# [TRY IT]
The answer should be one number, the count of lines in the data with "RiskGate".

# [Collected data entries]
*-*-*

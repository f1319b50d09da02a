//! The balance-protection gate.

use std::collections::HashSet;
use std::sync::Mutex;

use rust_decimal::Decimal;
use scalper_core::{AccountState, ScalperResult};
use serde::{Deserialize, Serialize};
use tracing::{info, warn};

use crate::config::RiskConfig;

/// Coarse health read of the account relative to the protection floor.
#[derive(Debug, Clone, Copy, PartialEq, Eq, Serialize, Deserialize)]
#[serde(rename_all = "lowercase")]
pub enum BalanceWarning {
    /// Comfortably above the floor
    Safe,
    /// Within 10% of the floor
    Caution,
    /// Within 5% of the floor
    Warning,
    /// At or below the floor
    Critical,
}

struct GateInner {
    account: AccountState,
    open_positions: HashSet<String>,
}

/// Single-account trade gate.
///
/// State machine with two modes. Active: balance updates flow through and
/// trades are checked against the floor. Protected: entered the moment a
/// balance update lands below the floor; every trade is denied until an
/// operator calls [`reset_protection`](RiskGate::reset_protection). The
/// protection warning fires once per episode, not on every update while
/// protected.
pub struct RiskGate {
    config: RiskConfig,
    inner: Mutex<GateInner>,
}

impl RiskGate {
    pub fn new(config: RiskConfig, initial_balance: Decimal) -> ScalperResult<Self> {
        config.validate()?;
        Ok(Self {
            config,
            inner: Mutex::new(GateInner {
                account: AccountState::new(initial_balance),
                open_positions: HashSet::new(),
            }),
        })
    }

    pub fn config(&self) -> &RiskConfig {
        &self.config
    }

    /// Apply a signed balance change and return the resulting state.
    /// Trips protection when the new balance lands below the floor.
    pub fn update_balance(&self, delta: Decimal) -> AccountState {
        let mut inner = self.inner.lock().unwrap();
        inner.account.current_balance += delta;
        inner.account.daily_pnl += delta;

        let floor = self.config.protection_floor();
        if inner.account.trading_enabled && inner.account.current_balance < floor {
            inner.account.trading_enabled = false;
            inner.account.protection_triggered = true;
            warn!(
                balance = %inner.account.current_balance,
                floor = %floor,
                "balance protection triggered, trading disabled"
            );
        }

        inner.account.clone()
    }

    /// Operator acknowledgment: set a fresh balance and re-enable trading.
    /// Accepted even below the floor; protection re-arms on the next
    /// balance update.
    pub fn reset_protection(&self, new_balance: Decimal) -> AccountState {
        let mut inner = self.inner.lock().unwrap();
        inner.account.current_balance = new_balance;
        inner.account.trading_enabled = true;
        inner.account.protection_triggered = false;
        info!(balance = %new_balance, "balance protection reset by operator");
        inner.account.clone()
    }

    /// Whether a trade of `quantity` at `price` may go ahead, with a
    /// human-readable reason when it may not.
    pub fn check_trade_allowed(
        &self,
        symbol: &str,
        quantity: Decimal,
        price: Decimal,
    ) -> (bool, String) {
        let inner = self.inner.lock().unwrap();

        if !inner.account.trading_enabled {
            return (
                false,
                "balance protection active, trading disabled".to_string(),
            );
        }

        if inner.open_positions.len() >= self.config.max_concurrent_positions
            && !inner.open_positions.contains(symbol)
        {
            return (
                false,
                format!(
                    "open position limit reached ({})",
                    self.config.max_concurrent_positions
                ),
            );
        }

        let cost = quantity * price;
        let floor = self.config.protection_floor();
        // The floor projection only applies from above it. After an
        // operator reset below the floor, small trades stay allowed.
        if inner.account.current_balance >= floor
            && inner.account.current_balance - cost < floor
        {
            return (
                false,
                format!("trade of {cost} would breach the balance floor of {floor}"),
            );
        }

        (true, "allowed".to_string())
    }

    pub fn record_position_opened(&self, symbol: &str) {
        let mut inner = self.inner.lock().unwrap();
        inner.open_positions.insert(symbol.to_string());
    }

    pub fn record_position_closed(&self, symbol: &str) {
        let mut inner = self.inner.lock().unwrap();
        inner.open_positions.remove(symbol);
    }

    pub fn open_position_count(&self) -> usize {
        self.inner.lock().unwrap().open_positions.len()
    }

    /// Snapshot of the account state.
    pub fn account_status(&self) -> AccountState {
        self.inner.lock().unwrap().account.clone()
    }

    /// Zero the daily P&L counter, typically at session open.
    pub fn reset_daily_pnl(&self) {
        let mut inner = self.inner.lock().unwrap();
        inner.account.daily_pnl = Decimal::ZERO;
    }

    pub fn balance_warning_level(&self) -> BalanceWarning {
        let inner = self.inner.lock().unwrap();
        let floor = self.config.protection_floor();
        let balance = inner.account.current_balance;

        let caution = floor * Decimal::new(110, 2); // floor * 1.10
        let warning = floor * Decimal::new(105, 2); // floor * 1.05

        if balance <= floor {
            BalanceWarning::Critical
        } else if balance <= warning {
            BalanceWarning::Warning
        } else if balance <= caution {
            BalanceWarning::Caution
        } else {
            BalanceWarning::Safe
        }
    }
}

*-*-*

# [EXERCISE RESULT]
3